Please output exactly the part of the records below that opens with the line containing "hands it back." and closes with the line containing "database and makes", both lines included, and nothing else.

━━━━━ Input ━━━━━

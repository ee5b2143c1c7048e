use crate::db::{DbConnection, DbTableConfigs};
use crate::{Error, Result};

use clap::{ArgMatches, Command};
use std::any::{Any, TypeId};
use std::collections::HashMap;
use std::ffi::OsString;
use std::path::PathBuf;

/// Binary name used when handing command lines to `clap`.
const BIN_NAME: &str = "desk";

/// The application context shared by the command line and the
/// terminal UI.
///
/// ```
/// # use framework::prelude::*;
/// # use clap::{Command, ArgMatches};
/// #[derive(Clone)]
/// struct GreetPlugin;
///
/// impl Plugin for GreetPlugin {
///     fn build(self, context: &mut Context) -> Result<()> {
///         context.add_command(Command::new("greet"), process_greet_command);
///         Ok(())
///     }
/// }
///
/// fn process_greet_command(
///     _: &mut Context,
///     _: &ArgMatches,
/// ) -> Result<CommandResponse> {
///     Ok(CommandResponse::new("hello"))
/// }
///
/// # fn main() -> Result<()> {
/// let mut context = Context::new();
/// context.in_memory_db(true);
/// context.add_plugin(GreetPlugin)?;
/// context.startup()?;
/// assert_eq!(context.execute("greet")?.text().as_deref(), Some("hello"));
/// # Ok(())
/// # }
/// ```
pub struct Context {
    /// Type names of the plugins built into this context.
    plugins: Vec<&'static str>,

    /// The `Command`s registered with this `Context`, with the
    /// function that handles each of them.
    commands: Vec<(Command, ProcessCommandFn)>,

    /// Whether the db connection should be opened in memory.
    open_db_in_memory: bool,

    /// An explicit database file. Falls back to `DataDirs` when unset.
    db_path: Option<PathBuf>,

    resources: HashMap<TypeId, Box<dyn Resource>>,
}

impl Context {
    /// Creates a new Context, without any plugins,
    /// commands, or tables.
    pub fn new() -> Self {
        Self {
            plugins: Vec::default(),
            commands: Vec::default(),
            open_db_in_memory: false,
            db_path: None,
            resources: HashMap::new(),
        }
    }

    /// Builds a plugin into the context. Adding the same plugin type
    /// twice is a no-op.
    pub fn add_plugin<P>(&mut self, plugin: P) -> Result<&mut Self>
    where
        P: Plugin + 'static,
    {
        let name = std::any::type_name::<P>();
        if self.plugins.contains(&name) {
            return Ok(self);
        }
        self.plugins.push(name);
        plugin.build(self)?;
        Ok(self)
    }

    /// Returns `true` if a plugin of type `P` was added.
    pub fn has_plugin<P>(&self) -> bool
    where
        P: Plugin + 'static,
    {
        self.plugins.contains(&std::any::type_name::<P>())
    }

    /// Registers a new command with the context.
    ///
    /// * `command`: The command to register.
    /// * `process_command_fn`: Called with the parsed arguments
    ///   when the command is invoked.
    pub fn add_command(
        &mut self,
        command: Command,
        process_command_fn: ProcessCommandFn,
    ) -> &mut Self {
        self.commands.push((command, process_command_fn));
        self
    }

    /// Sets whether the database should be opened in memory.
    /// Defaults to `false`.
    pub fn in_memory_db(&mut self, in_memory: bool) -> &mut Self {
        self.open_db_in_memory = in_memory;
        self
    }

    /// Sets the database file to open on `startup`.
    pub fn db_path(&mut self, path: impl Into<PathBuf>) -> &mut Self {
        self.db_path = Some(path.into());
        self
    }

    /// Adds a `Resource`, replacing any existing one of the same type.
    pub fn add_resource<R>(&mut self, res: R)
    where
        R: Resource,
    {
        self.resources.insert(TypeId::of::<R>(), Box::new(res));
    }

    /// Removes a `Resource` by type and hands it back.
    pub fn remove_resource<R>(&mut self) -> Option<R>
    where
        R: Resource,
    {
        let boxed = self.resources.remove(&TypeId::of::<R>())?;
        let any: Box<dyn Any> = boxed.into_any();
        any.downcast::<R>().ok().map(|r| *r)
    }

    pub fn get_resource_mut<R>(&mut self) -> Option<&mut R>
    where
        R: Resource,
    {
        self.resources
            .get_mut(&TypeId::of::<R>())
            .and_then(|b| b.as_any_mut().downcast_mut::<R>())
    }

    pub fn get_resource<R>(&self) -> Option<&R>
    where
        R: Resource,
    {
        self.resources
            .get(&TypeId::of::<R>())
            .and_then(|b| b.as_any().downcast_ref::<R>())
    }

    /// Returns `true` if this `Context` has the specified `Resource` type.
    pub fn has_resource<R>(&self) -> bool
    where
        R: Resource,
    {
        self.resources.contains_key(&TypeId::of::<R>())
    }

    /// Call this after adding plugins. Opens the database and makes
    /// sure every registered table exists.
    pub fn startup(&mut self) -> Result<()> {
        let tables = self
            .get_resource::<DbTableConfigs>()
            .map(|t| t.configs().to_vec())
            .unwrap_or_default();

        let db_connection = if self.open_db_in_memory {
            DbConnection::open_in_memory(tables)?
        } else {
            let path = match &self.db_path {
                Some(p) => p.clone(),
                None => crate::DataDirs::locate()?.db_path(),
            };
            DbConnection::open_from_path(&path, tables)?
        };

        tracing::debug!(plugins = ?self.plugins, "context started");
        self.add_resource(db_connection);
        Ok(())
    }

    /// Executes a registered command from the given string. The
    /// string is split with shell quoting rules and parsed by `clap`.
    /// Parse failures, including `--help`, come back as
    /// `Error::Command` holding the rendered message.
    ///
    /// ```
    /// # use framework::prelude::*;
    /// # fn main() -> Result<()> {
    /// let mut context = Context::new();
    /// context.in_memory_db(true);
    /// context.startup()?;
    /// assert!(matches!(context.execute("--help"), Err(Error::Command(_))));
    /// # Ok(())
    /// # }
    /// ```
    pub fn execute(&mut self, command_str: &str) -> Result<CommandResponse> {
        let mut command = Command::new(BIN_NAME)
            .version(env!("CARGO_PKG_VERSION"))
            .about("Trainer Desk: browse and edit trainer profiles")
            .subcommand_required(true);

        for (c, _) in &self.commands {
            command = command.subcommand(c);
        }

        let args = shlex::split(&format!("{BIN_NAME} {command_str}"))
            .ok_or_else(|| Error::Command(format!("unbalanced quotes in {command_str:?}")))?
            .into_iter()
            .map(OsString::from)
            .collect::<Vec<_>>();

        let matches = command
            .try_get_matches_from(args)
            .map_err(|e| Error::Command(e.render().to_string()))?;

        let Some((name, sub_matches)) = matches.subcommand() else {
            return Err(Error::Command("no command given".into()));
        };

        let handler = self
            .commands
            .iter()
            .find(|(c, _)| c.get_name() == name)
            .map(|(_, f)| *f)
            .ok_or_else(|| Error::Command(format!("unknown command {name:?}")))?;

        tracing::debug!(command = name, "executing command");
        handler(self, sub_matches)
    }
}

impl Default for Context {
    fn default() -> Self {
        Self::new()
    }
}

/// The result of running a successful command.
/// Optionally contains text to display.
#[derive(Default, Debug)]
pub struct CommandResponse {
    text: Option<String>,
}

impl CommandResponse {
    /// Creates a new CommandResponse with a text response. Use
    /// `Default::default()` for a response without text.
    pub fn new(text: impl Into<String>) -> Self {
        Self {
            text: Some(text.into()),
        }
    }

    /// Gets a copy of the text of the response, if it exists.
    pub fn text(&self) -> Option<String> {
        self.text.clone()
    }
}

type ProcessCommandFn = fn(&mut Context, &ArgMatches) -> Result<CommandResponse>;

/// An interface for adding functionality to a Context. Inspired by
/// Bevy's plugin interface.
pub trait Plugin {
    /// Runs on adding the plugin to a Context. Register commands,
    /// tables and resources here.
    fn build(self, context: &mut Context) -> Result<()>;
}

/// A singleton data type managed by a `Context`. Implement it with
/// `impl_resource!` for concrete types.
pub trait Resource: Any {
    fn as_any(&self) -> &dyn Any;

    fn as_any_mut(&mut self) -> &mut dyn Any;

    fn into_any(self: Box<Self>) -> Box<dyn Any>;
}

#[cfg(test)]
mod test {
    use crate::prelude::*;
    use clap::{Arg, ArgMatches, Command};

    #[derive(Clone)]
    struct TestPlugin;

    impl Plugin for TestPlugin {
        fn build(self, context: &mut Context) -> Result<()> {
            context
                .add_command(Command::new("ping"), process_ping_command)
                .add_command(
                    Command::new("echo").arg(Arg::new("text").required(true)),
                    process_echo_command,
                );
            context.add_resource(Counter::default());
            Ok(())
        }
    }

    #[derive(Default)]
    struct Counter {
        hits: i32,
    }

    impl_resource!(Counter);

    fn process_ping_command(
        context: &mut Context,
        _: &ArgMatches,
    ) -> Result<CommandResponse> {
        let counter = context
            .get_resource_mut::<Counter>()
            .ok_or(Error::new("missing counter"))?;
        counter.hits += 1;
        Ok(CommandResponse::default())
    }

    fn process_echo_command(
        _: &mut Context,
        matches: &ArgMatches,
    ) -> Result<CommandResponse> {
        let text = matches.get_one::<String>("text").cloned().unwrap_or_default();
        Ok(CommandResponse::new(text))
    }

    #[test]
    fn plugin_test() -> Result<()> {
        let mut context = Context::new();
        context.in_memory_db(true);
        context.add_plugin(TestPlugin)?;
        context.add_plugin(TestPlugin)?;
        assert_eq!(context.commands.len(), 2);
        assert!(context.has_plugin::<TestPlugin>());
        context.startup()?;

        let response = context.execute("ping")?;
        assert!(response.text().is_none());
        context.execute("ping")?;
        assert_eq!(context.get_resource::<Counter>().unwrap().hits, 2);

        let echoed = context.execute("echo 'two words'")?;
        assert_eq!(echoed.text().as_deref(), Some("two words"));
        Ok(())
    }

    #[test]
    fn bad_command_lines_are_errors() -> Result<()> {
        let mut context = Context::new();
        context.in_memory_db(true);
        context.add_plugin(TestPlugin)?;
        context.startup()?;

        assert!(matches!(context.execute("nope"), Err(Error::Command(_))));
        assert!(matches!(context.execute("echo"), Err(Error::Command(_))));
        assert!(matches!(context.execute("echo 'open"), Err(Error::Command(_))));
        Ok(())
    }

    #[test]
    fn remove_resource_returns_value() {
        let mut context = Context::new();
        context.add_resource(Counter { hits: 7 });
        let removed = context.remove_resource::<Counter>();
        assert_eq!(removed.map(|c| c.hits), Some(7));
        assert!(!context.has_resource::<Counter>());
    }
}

━━━━━

■ Reply to the exercise
    /// Removes a `Resource` by type and hands it back.
    pub fn remove_resource<R>(&mut self) -> Option<R>
    where
        R: Resource,
    {
        let boxed = self.resources.remove(&TypeId::of::<R>())?;
        let any: Box<dyn Any> = boxed.into_any();
        any.downcast::<R>().ok().map(|r| *r)
    }

    pub fn get_resource_mut<R>(&mut self) -> Option<&mut R>
    where
        R: Resource,
    {
        self.resources
            .get_mut(&TypeId::of::<R>())
            .and_then(|b| b.as_any_mut().downcast_mut::<R>())
    }

    pub fn get_resource<R>(&self) -> Option<&R>
    where
        R: Resource,
    {
        self.resources
            .get(&TypeId::of::<R>())
            .and_then(|b| b.as_any().downcast_ref::<R>())
    }

    /// Returns `true` if this `Context` has the specified `Resource` type.
    pub fn has_resource<R>(&self) -> bool
    where
        R: Resource,
    {
        self.resources.contains_key(&TypeId::of::<R>())
    }

    /// Call this after adding plugins. Opens the database and makes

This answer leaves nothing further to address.